The front facing camera is wider than before but has the same decent low light abilities, allowing you to improve your narcissism whenever you fancy. However, unlike the Galaxy S6, it seems that there's no ability to touch the heart rate sensor on the back to take a selfie... although that might just be a glitch in the software I tried.
Battery and specs
Samsung's gone big on the specs for this phone, as it's got something to really shout about with the curved screen. There's no Qualcomm chip here (at least, that's what I deduced by being told it was a '64 bit chip' for the first true 64 bit OS).
Rumour has it that this is Samsung's own-brand Exynos octacore chip running things, and backed up by 3GB of RAM it's certainly a powerful beast.

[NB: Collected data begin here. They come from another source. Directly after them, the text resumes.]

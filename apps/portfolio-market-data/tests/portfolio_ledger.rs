//! Portfolio Ledger Integration Tests
//!
//! Runs the ledger on top of the real market data service, so live prices
//! travel from the scripted stream through the shared channel into the
//! ledger's unrealised gains.

#![allow(clippy::unwrap_used, clippy::expect_used)]

mod common;

use std::sync::Arc;
use std::time::Duration;

use common::{Harness, WAIT};
use portfolio_market_data::application::ports::{PriceFeed, StreamCommand, SystemClock};
use portfolio_market_data::{
    ChannelState, Credential, JsonFileStore, KeyValueStore, LedgerError, PortfolioLedger,
};
use rust_decimal::Decimal;

fn ledger_over(h: &Harness) -> PortfolioLedger {
    let feed: Arc<dyn PriceFeed> = Arc::clone(&h.service) as Arc<dyn PriceFeed>;
    PortfolioLedger::new(
        feed,
        Arc::clone(&h.store),
        Arc::new(SystemClock),
        Decimal::from(5000),
    )
}

async fn wait_for_price(ledger: &PortfolioLedger, symbol: &str, price: Decimal) {
    tokio::time::timeout(WAIT, async {
        while ledger.latest_price(symbol) != Some(price) {
            tokio::time::sleep(Duration::from_millis(5)).await;
        }
    })
    .await
    .expect("price never reached the ledger");
}

#[tokio::test]
async fn live_trades_update_unrealised_gains() {
    let h = Harness::start().await;
    h.accept_token("good", &["AAPL"]).await;
    h.quote("AAPL", 100.0).await;
    h.service.set_credential(Credential::new("good")).await;
    h.connector.with_latest(|link| link.opened());
    h.wait_for_channel(ChannelState::Open).await;

    let ledger = ledger_over(&h);
    ledger.buy_stock("AAPL", Decimal::from(100)).await.unwrap();
    ledger.buy_stock("AAPL", Decimal::from(100)).await.unwrap();

    // Seeded by the quote; one upstream subscription for both shares.
    assert_eq!(ledger.latest_price("AAPL"), Some(Decimal::from(100)));
    assert_eq!(ledger.total_unrealised(), Decimal::ZERO);
    assert_eq!(
        h.connector.with_latest(|link| link.drain_commands()),
        vec![StreamCommand::Subscribe("AAPL".to_string())]
    );

    h.connector.with_latest(|link| link.trades(&[("AAPL", Decimal::from(110))]));
    wait_for_price(&ledger, "AAPL", Decimal::from(110)).await;

    assert_eq!(ledger.unrealised("AAPL"), Decimal::from(20));
    assert_eq!(ledger.balance(), Decimal::from(4800));

    ledger.sell_stock("AAPL", Decimal::from(110)).await.unwrap();
    ledger.sell_stock("AAPL", Decimal::from(110)).await.unwrap();
    assert_eq!(ledger.balance(), Decimal::from(5020));
    assert_eq!(
        h.connector.with_latest(|link| link.drain_commands()),
        vec![StreamCommand::Unsubscribe("AAPL".to_string())]
    );
    assert_eq!(h.service.subscription_stats().callback_count, 0);
}

#[tokio::test]
async fn saved_portfolio_resubscribes_after_restart() {
    let dir = tempfile::tempdir().unwrap();
    let path = dir.path().join("state.json");

    {
        let store: Arc<dyn KeyValueStore> = Arc::new(JsonFileStore::open(&path).unwrap());
        let h = Harness::with_store(store).await;
        h.accept_token("good", &["AAPL", "MSFT"]).await;
        h.quote("AAPL", 100.0).await;
        h.quote("MSFT", 300.0).await;
        h.service.start(Some(Credential::new("good"))).await;

        let ledger = ledger_over(&h);
        ledger.buy_stock("AAPL", Decimal::from(100)).await.unwrap();
        ledger.buy_stock("MSFT", Decimal::from(300)).await.unwrap();
        ledger.shutdown().await;
        ledger.persist().unwrap();
        assert_eq!(h.service.subscription_stats().symbol_count, 0);
    }

    let store: Arc<dyn KeyValueStore> = Arc::new(JsonFileStore::open(&path).unwrap());
    let h = Harness::with_store(store).await;
    h.accept_token("good", &["AAPL", "MSFT"]).await;
    h.quote("AAPL", 105.0).await;
    h.quote("MSFT", 290.0).await;

    // The credential comes back from the store along with the ledger.
    h.service.start(None).await;
    assert!(h.service.is_credential_valid());

    let ledger = ledger_over(&h);
    assert!(ledger.restore().await.unwrap());

    assert_eq!(ledger.balance(), Decimal::from(4600));
    assert_eq!(ledger.shares_owned("AAPL"), 1);
    assert_eq!(ledger.unrealised("AAPL"), Decimal::from(5));
    assert_eq!(ledger.unrealised("MSFT"), Decimal::from(-10));
    assert_eq!(ledger.total_unrealised(), Decimal::from(-5));
    assert_eq!(h.service.subscription_stats().symbol_count, 2);
}

#[tokio::test]
async fn rejected_trades_leave_subscriptions_alone() {
    let h = Harness::start().await;
    h.accept_token("good", &["AAPL"]).await;
    h.service.set_credential(Credential::new("good")).await;
    let ledger = ledger_over(&h);

    let err = ledger
        .buy_stock("AAPL", Decimal::from(6000))
        .await
        .unwrap_err();
    assert!(matches!(err, LedgerError::InsufficientFunds { .. }));

    let err = ledger.sell_stock("AAPL", Decimal::from(1)).await.unwrap_err();
    assert!(matches!(err, LedgerError::NotOwned(_)));

    assert!(ledger.subscribed_symbols().await.is_empty());
    assert_eq!(h.service.subscription_stats().callback_count, 0);
}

I've still yet to find out clockspeed, but under the finger it felt slick and smooth. Then again, coming from the Galaxy S5 recently anything feels fast in comparison.
Like the S6 it comes without a microSD slot (or removable battery) but the Samsung Galaxy S6 Edge does have the same faster RAM and memory on board, which were apparently key factors in the slowdown before.
To make up for that lack of expansion, Samsung is offering a 32GB / 64GB / 128GB to those that fancy a different package and that's combined with a lot less bloatware so the overall space you have free is much improved.
The battery life could be something of a concern here, I'll admit. While that extra 50mAh of life (ramping it up to 2600mAh) doesn't sound like much, it could be crucial to this phone lasting a day. It's got a lot of pixels to power in a very tightly packaged body... this could be disastrous if Samsung hasn't optimised it properly.
The Samsung Galaxy S6 Edge is one of those phones that sets a line in the sand for smartphones. It makes curved edges viable, offering them in a phone that doesn't look bonkers just for the sake of it.
It won't sell anywhere near as well as the standard S6, simply because it will very likely be more expensive and users are always reticent to try something new when there's no proven need for it, and rightly so.
But this is the phone we all hanker after secretly, something that looks premium yet futuristic. And if the battery life holds up well, the combination of form and high end specs could see the Galaxy S6 Edge being something of an underground hit.